A Whistling Woman, by A. S. Byatt. Knopf. 448 pages. $26.
As Frederica Potter, a 33-year-old single mother, lies awake at night waiting for her lover, she reflects that "There was always only an unreal moment's grace between the beginning of a love affair ... and this steady self-questioning about how and why and when it would end." The affair, of course, is doomed, its end mostly due to her unwillingness to sacrifice even the smallest part of her hard-won independence. No matter how ardently they are desired, such moments of grace, of love, belief and order amid the chaos of modern life, are rarely sustained, and even then at great cost.

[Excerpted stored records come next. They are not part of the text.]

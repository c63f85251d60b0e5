//! Serial port communication
//!
//! Port discovery and the [`DeviceLink`] over a real serial port. The rig's
//! controller is an Arduino-class board, so only USB CDC/FTDI style ports
//! are offered.

use super::{ConnectionParams, DeviceLink};
use kneespa_core::ConnectionError;
use std::io::{Read, Write};
use std::time::Duration;

/// Information about an available serial port
#[derive(Debug, Clone, PartialEq, Eq)]
pub struct SerialPortInfo {
    /// Port name (e.g., "/dev/ttyACM0", "COM3")
    pub port_name: String,

    /// Port description (e.g., "USB Arduino Uno")
    pub description: String,

    /// Manufacturer name if available
    pub manufacturer: Option<String>,

    /// USB vendor ID if applicable
    pub vid: Option<u16>,

    /// USB product ID if applicable
    pub pid: Option<u16>,
}

impl SerialPortInfo {
    /// Create a new port info
    pub fn new(port_name: impl Into<String>, description: impl Into<String>) -> Self {
        Self {
            port_name: port_name.into(),
            description: description.into(),
            manufacturer: None,
            vid: None,
            pid: None,
        }
    }
}

/// List serial ports the rig could be attached to
///
/// - Windows: COM*
/// - Linux: /dev/ttyUSB*, /dev/ttyACM*
/// - macOS: /dev/cu.usbserial-*, /dev/cu.usbmodem*
pub fn list_ports() -> Result<Vec<SerialPortInfo>, ConnectionError> {
    let ports = serialport::available_ports().map_err(|e| {
        tracing::error!("Failed to enumerate serial ports: {}", e);
        ConnectionError::SerialError {
            reason: format!("Failed to enumerate ports: {}", e),
        }
    })?;

    Ok(ports
        .iter()
        .filter(|port| is_candidate_port(&port.port_name))
        .map(|port| {
            let mut info = SerialPortInfo::new(&port.port_name, port_description(port));
            if let serialport::SerialPortType::UsbPort(usb) = &port.port_type {
                info.vid = Some(usb.vid);
                info.pid = Some(usb.pid);
                info.manufacturer = usb.manufacturer.clone();
            }
            info
        })
        .collect())
}

/// Check if a port name looks like a USB serial adapter
pub fn is_candidate_port(port_name: &str) -> bool {
    if let Some(number) = port_name.strip_prefix("COM") {
        return !number.is_empty() && number.chars().all(|c| c.is_ascii_digit());
    }

    port_name.starts_with("/dev/ttyUSB")
        || port_name.starts_with("/dev/ttyACM")
        || port_name.starts_with("/dev/cu.usbserial-")
        || port_name.starts_with("/dev/cu.usbmodem")
}

fn port_description(port: &serialport::SerialPortInfo) -> String {
    match &port.port_type {
        serialport::SerialPortType::UsbPort(usb) => format!(
            "USB {} {}",
            usb.manufacturer.as_deref().unwrap_or("Device"),
            usb.product.as_deref().unwrap_or("Serial Port")
        ),
        serialport::SerialPortType::BluetoothPort => "Bluetooth Serial".to_string(),
        serialport::SerialPortType::PciPort => "PCI Serial".to_string(),
        _ => "Serial Port".to_string(),
    }
}

/// Open serial port
pub struct SerialLink {
    name: String,
    port: Box<dyn serialport::SerialPort>,
}

impl SerialLink {
    /// Open a serial port, 8N1 without flow control
    pub fn open(params: &ConnectionParams) -> Result<Self, ConnectionError> {
        params.validate()?;

        let port = serialport::new(&params.port, params.baud_rate)
            .timeout(Duration::from_millis(params.timeout_ms))
            .data_bits(serialport::DataBits::Eight)
            .stop_bits(serialport::StopBits::One)
            .parity(serialport::Parity::None)
            .flow_control(serialport::FlowControl::None)
            .open()
            .map_err(|e| {
                tracing::warn!("Failed to open serial port {}: {}", params.port, e);
                ConnectionError::FailedToOpen {
                    port: params.port.clone(),
                    reason: e.to_string(),
                }
            })?;

        Ok(Self {
            name: params.port.clone(),
            port,
        })
    }
}

impl DeviceLink for SerialLink {
    fn name(&self) -> String {
        self.name.clone()
    }

    fn split(self: Box<Self>) -> std::io::Result<(Box<dyn Read + Send>, Box<dyn Write + Send>)> {
        let reader = self.port.try_clone()?;
        Ok((Box::new(reader), Box::new(self.port)))
    }
}

#[cfg(test)]
mod tests {
    use super::*;

    #[test]
    fn test_candidate_ports() {
        assert!(is_candidate_port("/dev/ttyACM0"));
        assert!(is_candidate_port("/dev/ttyUSB1"));
        assert!(is_candidate_port("COM3"));
        assert!(is_candidate_port("/dev/cu.usbmodem14101"));
        assert!(!is_candidate_port("/dev/ttyS0"));
        assert!(!is_candidate_port("COM"));
        assert!(!is_candidate_port("COMX"));
    }

    #[test]
    fn test_open_missing_port_fails() {
        let params = ConnectionParams::new("/dev/ttyACM-does-not-exist");
        assert!(matches!(
            SerialLink::open(&params),
            Err(ConnectionError::FailedToOpen { .. })
        ));
    }
}
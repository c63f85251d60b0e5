//! Error types for the settings crate.

use std::io;
use std::path::{Path, PathBuf};
use thiserror::Error;

#[derive(Error, Debug)]
pub enum SettingsError {
    /// A value failed validation
    #[error("Invalid setting '{key}': {reason}")]
    InvalidSetting { key: String, reason: String },

    /// Extension other than `.json` or `.toml`
    #[error("Unsupported config format: {0}")]
    UnsupportedFormat(String),

    #[error("Config directory error: {0}")]
    ConfigDirectory(String),

    #[error("{}: {source}", path.display())]
    Io {
        path: PathBuf,
        #[source]
        source: io::Error,
    },

    /// File exists but is not valid JSON/TOML for a config
    #[error("{}: {message}", path.display())]
    Parse { path: PathBuf, message: String },

    #[error("Could not serialize config: {0}")]
    Serialize(String),
}

impl SettingsError {
    pub fn invalid(key: impl Into<String>, reason: impl Into<String>) -> Self {
        SettingsError::InvalidSetting {
            key: key.into(),
            reason: reason.into(),
        }
    }

    pub(crate) fn io(path: &Path) -> impl FnOnce(io::Error) -> Self + '_ {
        move |source| SettingsError::Io {
            path: path.to_path_buf(),
            source,
        }
    }

    pub(crate) fn parse(path: &Path) -> impl FnOnce(String) -> Self + '_ {
        move |message| SettingsError::Parse {
            path: path.to_path_buf(),
            message,
        }
    }
}

pub type SettingsResult<T> = Result<T, SettingsError>;

#[cfg(test)]
mod tests {
    use super::*;

    #[test]
    fn test_display() {
        let err = SettingsError::invalid("connection.baud_rate", "must be > 0");
        assert_eq!(
            err.to_string(),
            "Invalid setting 'connection.baud_rate': must be > 0"
        );

        let path = Path::new("/etc/kneespa.toml");
        let err = SettingsError::io(path)(io::Error::new(io::ErrorKind::NotFound, "gone"));
        assert_eq!(err.to_string(), "/etc/kneespa.toml: gone");

        let err = SettingsError::parse(path)("expected `=`".to_string());
        assert!(matches!(err, SettingsError::Parse { .. }));
    }
}
fn main() {
    println!("cargo:rerun-if-changed=build.rs");
    let build_date = chrono::Utc::now().format("%Y-%m-%d").to_string();
    println!("cargo:rustc-env=BUILD_DATE={}", build_date);
}
//! Communication layer
//!
//! Connection parameters, the byte-stream abstraction a transport runs over,
//! and the serial transport itself.

pub mod loopback;
pub mod serial;
pub mod transport;

use crate::device::Command;
use async_trait::async_trait;
use kneespa_core::{ConnectionError, DeviceEvent};
use std::io::{Read, Write};

pub use transport::Transport;

/// Default baud rate of the rig's controller
pub const DEFAULT_BAUD_RATE: u32 = 115_200;

/// Serial connection parameters
#[derive(Debug, Clone, PartialEq, Eq)]
pub struct ConnectionParams {
    /// Port name, e.g. `/dev/ttyACM0` or `COM3`.
    pub port: String,
    /// Baud rate.
    pub baud_rate: u32,
    /// Read timeout in milliseconds. Bounds how long `disconnect` waits for
    /// the read thread.
    pub timeout_ms: u64,
}

impl Default for ConnectionParams {
    fn default() -> Self {
        Self {
            port: String::new(),
            baud_rate: DEFAULT_BAUD_RATE,
            timeout_ms: 50,
        }
    }
}

impl ConnectionParams {
    /// Parameters for a port with default settings
    pub fn new(port: impl Into<String>) -> Self {
        Self {
            port: port.into(),
            ..Default::default()
        }
    }

    /// Validate the connection parameters
    pub fn validate(&self) -> Result<(), ConnectionError> {
        if self.port.trim().is_empty() {
            return Err(ConnectionError::InvalidParameters {
                reason: "port name is empty".to_string(),
            });
        }
        if self.baud_rate == 0 {
            return Err(ConnectionError::InvalidParameters {
                reason: "baud rate must be > 0".to_string(),
            });
        }
        if self.timeout_ms == 0 || self.timeout_ms > 1000 {
            return Err(ConnectionError::InvalidParameters {
                reason: "read timeout must be between 1 and 1000 ms".to_string(),
            });
        }
        Ok(())
    }
}

/// Byte stream to the device
///
/// Split once into a reader (owned by the read thread) and a writer (held
/// by the transport). Reads must time out periodically with
/// `ErrorKind::TimedOut` or `WouldBlock` so the read thread can notice a
/// disconnect.
pub trait DeviceLink: Send {
    /// Human-readable name, usually the port name
    fn name(&self) -> String;

    /// Separate read and write halves
    fn split(self: Box<Self>) -> std::io::Result<(Box<dyn Read + Send>, Box<dyn Write + Send>)>;
}

/// What the read thread reports to its dispatcher
#[derive(Debug, Clone, PartialEq)]
pub enum TransportEvent {
    /// A decoded device line
    Device(DeviceEvent),
    /// The link failed; sent at most once per transport
    ConnectionLost {
        /// Why the link failed.
        reason: String,
    },
}

/// Anything commands can be written to
#[async_trait]
pub trait CommandSink: Send + Sync {
    /// Name of the link, for logs and events
    fn name(&self) -> &str;

    /// Write one command to the device
    async fn send(&self, command: &Command) -> Result<(), ConnectionError>;

    /// Release the link; later sends fail
    async fn disconnect(&self) {}
}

In A. S. Byatt's latest novel, A Whistling Woman, these fragile, intimate moments as well as their grander philosophical counterparts are brought to life by a vivid panoply of characters. Interweaving several intricate plot lines around the central figure of Frederica, Byatt strains the vast array of her characters' beliefs and illusions to the breaking point.

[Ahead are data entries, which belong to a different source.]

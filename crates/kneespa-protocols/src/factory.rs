//! Step-list factory
//!
//! Every therapy variant is the same shape: load the zero marks, optionally
//! apply traction, swing one actuator between two extremes each cycle, then
//! return everything to rest. The variants only differ in which actuators
//! take part and which parameters get bound, so they are all built here as
//! plain data.

use crate::steps::{Confirmation, ProtocolSpec, Step};
use kneespa_communication::Command;
use kneespa_core::units::{format_physical, ActuatorCalibration};
use kneespa_core::{Actuator, ProtocolError, SpeedClass};
use kneespa_settings::Config;
use serde::{Deserialize, Serialize};
use std::fmt;
use std::str::FromStr;

/// Upper bound on cycles for one run
pub const MAX_CYCLES: u32 = 100;

/// Default lateral swing either side of centre, degrees
pub const DEFAULT_LATERAL: f64 = 10.0;

/// Default horizontal flexion extremes, degrees
pub const DEFAULT_MINUS: f64 = -20.0;
/// See [`DEFAULT_MINUS`]
pub const DEFAULT_PLUS: f64 = -5.0;

/// Identifier of the maintenance re-homing sequence
pub const RESET_PROTOCOL: &str = "RESET";

/// Which protocol to build
#[derive(Debug, Clone, Copy, PartialEq, Eq)]
pub enum ProtocolId {
    /// Traction only (`A`) or one swing axis alone (`B`, `C`, `D`)
    Single(Actuator),
    /// Traction held while another axis swings (`AB`, `AC`, `AD`)
    WithTraction(Actuator),
    /// Traction with a graded lateral swing of `2n` degrees (`AC1`..`AC9`)
    Graded(u8),
    /// Re-home every actuator and reload calibration
    Reset,
}

impl FromStr for ProtocolId {
    type Err = ProtocolError;

    fn from_str(s: &str) -> Result<Self, Self::Err> {
        let id = s.trim().to_ascii_uppercase();
        let unknown = || ProtocolError::UnknownProtocol { id: s.to_string() };

        match id.as_str() {
            "A" => Ok(ProtocolId::Single(Actuator::A)),
            "B" => Ok(ProtocolId::Single(Actuator::B)),
            "C" => Ok(ProtocolId::Single(Actuator::C)),
            "D" => Ok(ProtocolId::Single(Actuator::D)),
            "AB" => Ok(ProtocolId::WithTraction(Actuator::B)),
            "AC" => Ok(ProtocolId::WithTraction(Actuator::C)),
            "AD" => Ok(ProtocolId::WithTraction(Actuator::D)),
            RESET_PROTOCOL => Ok(ProtocolId::Reset),
            _ => {
                // bare digits are the console shorthand for the graded AC variants
                let level = id.strip_prefix("AC").unwrap_or(&id);
                match level.parse::<u8>() {
                    Ok(n @ 1..=9) if level.len() == 1 => Ok(ProtocolId::Graded(n)),
                    _ => Err(unknown()),
                }
            }
        }
    }
}

impl fmt::Display for ProtocolId {
    fn fmt(&self, f: &mut fmt::Formatter<'_>) -> fmt::Result {
        match self {
            ProtocolId::Single(actuator) => write!(f, "{}", actuator),
            ProtocolId::WithTraction(actuator) => write!(f, "A{}", actuator),
            ProtocolId::Graded(n) => write!(f, "AC{}", n),
            ProtocolId::Reset => write!(f, "{}", RESET_PROTOCOL),
        }
    }
}

/// Parameters a protocol is built with
///
/// Anything left out falls back to the configured or built-in default.
/// Traction variants require `pressure`.
#[derive(Debug, Clone, Default, PartialEq, Serialize, Deserialize)]
#[serde(default)]
pub struct ProtocolParams {
    /// Traction force, pounds
    pub pressure: Option<f64>,
    /// Number of cycles
    pub cycles: Option<u32>,
    /// Lateral swing to the left, degrees (magnitude)
    pub left: Option<f64>,
    /// Lateral swing to the right, degrees (magnitude)
    pub right: Option<f64>,
    /// Lower horizontal flexion extreme, degrees
    pub minus: Option<f64>,
    /// Upper horizontal flexion extreme, degrees
    pub plus: Option<f64>,
}

impl ProtocolParams {
    /// Set the traction force
    pub fn with_pressure(mut self, pressure: f64) -> Self {
        self.pressure = Some(pressure);
        self
    }

    /// Set the cycle count
    pub fn with_cycles(mut self, cycles: u32) -> Self {
        self.cycles = Some(cycles);
        self
    }

    /// Set both lateral extremes
    pub fn with_lateral(mut self, left: f64, right: f64) -> Self {
        self.left = Some(left);
        self.right = Some(right);
        self
    }

    /// Set both horizontal flexion extremes
    pub fn with_flexion(mut self, minus: f64, plus: f64) -> Self {
        self.minus = Some(minus);
        self.plus = Some(plus);
        self
    }
}

/// Build the step list for a protocol identifier
///
/// Fails before anything is sent: `UnknownProtocol` for an identifier that
/// does not resolve, `InvalidParams` for missing or malformed parameters,
/// `OutOfRange` when a bound value falls outside an actuator's soft limits.
pub fn build_protocol(
    id: &str,
    params: &ProtocolParams,
    config: &Config,
) -> Result<ProtocolSpec, ProtocolError> {
    let protocol: ProtocolId = id.parse()?;
    let builder = Builder { config };

    let spec = match protocol {
        ProtocolId::Reset => builder.reset()?,
        ProtocolId::Single(Actuator::A) => builder.traction(params)?,
        ProtocolId::Single(axis) => builder.swing(protocol, axis, params, false)?,
        ProtocolId::WithTraction(axis) => builder.swing(protocol, axis, params, true)?,
        ProtocolId::Graded(n) => {
            let amplitude = 2.0 * f64::from(n);
            let params = params.clone().with_lateral(amplitude, amplitude);
            builder.swing(protocol, Actuator::C, &params, true)?
        }
    };

    tracing::debug!(
        "Built protocol {} ({}): {} steps",
        spec.id,
        spec.summary,
        spec.total_steps()
    );
    Ok(spec)
}

/// Steps sent once after connecting: load cell calibration, then zero marks
pub fn initialization_steps(config: &Config) -> Result<Vec<Step>, ProtocolError> {
    let builder = Builder { config };
    Ok(vec![
        Step::command(
            "Load cell calibration",
            Command::Calibrate(config.device.calibration),
            Confirmation::Ready,
        ),
        builder.zero_marks(Confirmation::Ready)?,
    ])
}

/// Steps that re-home a single drive
///
/// The axial drive homes on the controller and then needs its load cell
/// calibration again. The other drives are moved back to rest.
pub fn actuator_reset_steps(
    actuator: Actuator,
    config: &Config,
) -> Result<Vec<Step>, ProtocolError> {
    let builder = Builder { config };
    match actuator {
        Actuator::A => {
            builder.calibration(Actuator::A)?;
            Ok(vec![
                Step::command("Home A", Command::Reset(Actuator::A), Confirmation::Handshake),
                Step::command(
                    "Load cell calibration",
                    Command::Calibrate(config.device.calibration),
                    Confirmation::Ready,
                ),
            ])
        }
        other => Ok(vec![builder.rest_step(other, Confirmation::Handshake)?]),
    }
}

struct Builder<'a> {
    config: &'a Config,
}

impl Builder<'_> {
    fn calibration(&self, actuator: Actuator) -> Result<&ActuatorCalibration, ProtocolError> {
        self.config
            .calibration(actuator)
            .ok_or_else(|| ProtocolError::InvalidParams {
                param: actuator.to_string(),
                reason: format!("actuator {} is not configured", actuator),
            })
    }

    fn cycles(&self, params: &ProtocolParams) -> Result<u32, ProtocolError> {
        let cycles = params
            .cycles
            .unwrap_or(self.config.protocol.default_cycles);
        if cycles == 0 || cycles > MAX_CYCLES {
            return Err(ProtocolError::InvalidParams {
                param: "cycles".to_string(),
                reason: format!("must be between 1 and {}", MAX_CYCLES),
            });
        }
        Ok(cycles)
    }

    fn pressure(&self, params: &ProtocolParams) -> Result<f64, ProtocolError> {
        let pressure = params.pressure.ok_or_else(|| ProtocolError::InvalidParams {
            param: "pressure".to_string(),
            reason: "required for traction protocols".to_string(),
        })?;
        if !pressure.is_finite() || pressure <= 0.0 {
            return Err(ProtocolError::InvalidParams {
                param: "pressure".to_string(),
                reason: "must be a positive number of pounds".to_string(),
            });
        }
        self.calibration(Actuator::A)?.check(pressure)
    }

    fn zero_marks(&self, confirm: Confirmation) -> Result<Step, ProtocolError> {
        let a = self.calibration(Actuator::A)?.zero_mark();
        let b = self.calibration(Actuator::B)?.zero_mark();
        Ok(Step::command(
            "Load zero marks",
            Command::ZeroMarks { a, b },
            confirm,
        ))
    }

    fn move_step(
        &self,
        actuator: Actuator,
        value: f64,
        confirm: Confirmation,
    ) -> Result<Step, ProtocolError> {
        let cal = self.calibration(actuator)?;
        let command = Command::move_to(cal, value, SpeedClass::Slow)?;
        let label = format!(
            "Move {} to {}",
            actuator,
            format_physical(cal.check(value)?, cal.unit)
        );
        Ok(Step::command(label, command, confirm))
    }

    fn rest_step(&self, actuator: Actuator, confirm: Confirmation) -> Result<Step, ProtocolError> {
        let rest = self.calibration(actuator)?.rest;
        self.move_step(actuator, rest, confirm)
    }

    fn hold(&self, what: &str) -> Step {
        let hold = self.config.protocol.hold();
        Step::hold(format!("Hold {} for {:.1}s", what, hold.as_secs_f64()), hold)
    }

    fn pause(&self) -> Step {
        let rest = self.config.protocol.rest();
        Step::hold(format!("Rest for {:.1}s", rest.as_secs_f64()), rest)
    }

    /// Press, hold, release, rest
    fn traction(&self, params: &ProtocolParams) -> Result<ProtocolSpec, ProtocolError> {
        let cycles = self.cycles(params)?;
        let pressure = self.pressure(params)?;

        Ok(ProtocolSpec {
            id: ProtocolId::Single(Actuator::A).to_string(),
            summary: format!(
                "{} x{}",
                format_physical(pressure, self.calibration(Actuator::A)?.unit),
                cycles
            ),
            preamble: vec![self.zero_marks(Confirmation::Handshake)?],
            cycle: vec![
                self.move_step(Actuator::A, pressure, Confirmation::Done)?,
                self.hold("traction"),
                self.rest_step(Actuator::A, Confirmation::Done)?,
                self.pause(),
            ],
            postamble: Vec::new(),
            cycles,
        })
    }

    /// Extremes a swing axis moves between
    fn extremes(&self, axis: Actuator, params: &ProtocolParams) -> Result<(f64, f64), ProtocolError> {
        if axis == Actuator::B {
            let minus = params.minus.unwrap_or(DEFAULT_MINUS);
            let plus = params.plus.unwrap_or(DEFAULT_PLUS);
            if minus >= plus {
                return Err(ProtocolError::InvalidParams {
                    param: "minus".to_string(),
                    reason: format!("{} must be below plus ({})", minus, plus),
                });
            }
            return Ok((minus, plus));
        }

        let left = params.left.unwrap_or(DEFAULT_LATERAL);
        let right = params.right.unwrap_or(DEFAULT_LATERAL);
        for (param, value) in [("left", left), ("right", right)] {
            if !value.is_finite() || value < 0.0 {
                return Err(ProtocolError::InvalidParams {
                    param: param.to_string(),
                    reason: "must be a non-negative angle".to_string(),
                });
            }
        }
        Ok((-left, right))
    }

    /// Swing one axis between two extremes, optionally under traction
    fn swing(
        &self,
        protocol: ProtocolId,
        axis: Actuator,
        params: &ProtocolParams,
        with_traction: bool,
    ) -> Result<ProtocolSpec, ProtocolError> {
        let cycles = self.cycles(params)?;
        let (first, second) = self.extremes(axis, params)?;
        let unit = self.calibration(axis)?.unit;

        let mut preamble = vec![self.zero_marks(Confirmation::Handshake)?];
        let mut postamble = vec![self.rest_step(axis, Confirmation::Done)?];
        let mut summary = format!(
            "{} {} .. {} x{}",
            axis,
            format_physical(first, unit),
            format_physical(second, unit),
            cycles
        );

        if with_traction {
            let pressure = self.pressure(params)?;
            preamble.push(self.move_step(Actuator::A, pressure, Confirmation::Done)?);
            postamble.push(self.rest_step(Actuator::A, Confirmation::Done)?);
            summary = format!(
                "{} at {}",
                summary,
                format_physical(pressure, self.calibration(Actuator::A)?.unit)
            );
        }

        Ok(ProtocolSpec {
            id: protocol.to_string(),
            summary,
            preamble,
            cycle: vec![
                self.move_step(axis, first, Confirmation::Done)?,
                self.hold("position"),
                self.move_step(axis, second, Confirmation::Done)?,
                self.hold("position"),
            ],
            postamble,
            cycles,
        })
    }

    /// Controller reset, zero marks, every drive to rest, calibration
    fn reset(&self) -> Result<ProtocolSpec, ProtocolError> {
        Ok(ProtocolSpec {
            id: ProtocolId::Reset.to_string(),
            summary: "re-home".to_string(),
            preamble: Vec::new(),
            cycle: vec![
                Step::command("Reset controller", Command::ResetDevice, Confirmation::Ready),
                self.zero_marks(Confirmation::Ready)?,
                self.rest_step(Actuator::A, Confirmation::Handshake)?,
                self.rest_step(Actuator::B, Confirmation::Handshake)?,
                self.rest_step(Actuator::C, Confirmation::Handshake)?,
                Step::command(
                    "Load cell calibration",
                    Command::Calibrate(self.config.device.calibration),
                    Confirmation::Ready,
                ),
            ],
            postamble: Vec::new(),
            cycles: 1,
        })
    }
}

A Whistling Woman is the fourth in a quartet of novels, begun 25 years ago with The Virgin in the Garden, in which Byatt has tried to capture the intellectual life and social ferment of Britain in the 1950s and 1960s. Each volume can be read independently, but they are addictive, and reading the complete cycle brings even more enjoyment than the sum of its parts.
This final installment begins in 1968, as the University of North Yorkshire is planning a prestigious interdisciplinary conference on body and mind. At the same time, a group of students and agitators, ostensibly protesting the tyranny of exams and the oppression of foreign-language requirements, are founding an anti-university in a field next to the campus.
Not far away, another, religious, community is being formed by the deeply troubled Joshua Ramsden, a theology student whose father, a Methodist lay preacher, murdered his mother and sister in a religious frenzy. The community's apocalyptic, Manichaean creed, in which the forces of good and evil in the world are equally strong, demands from them increasingly drastic mortifications of the flesh.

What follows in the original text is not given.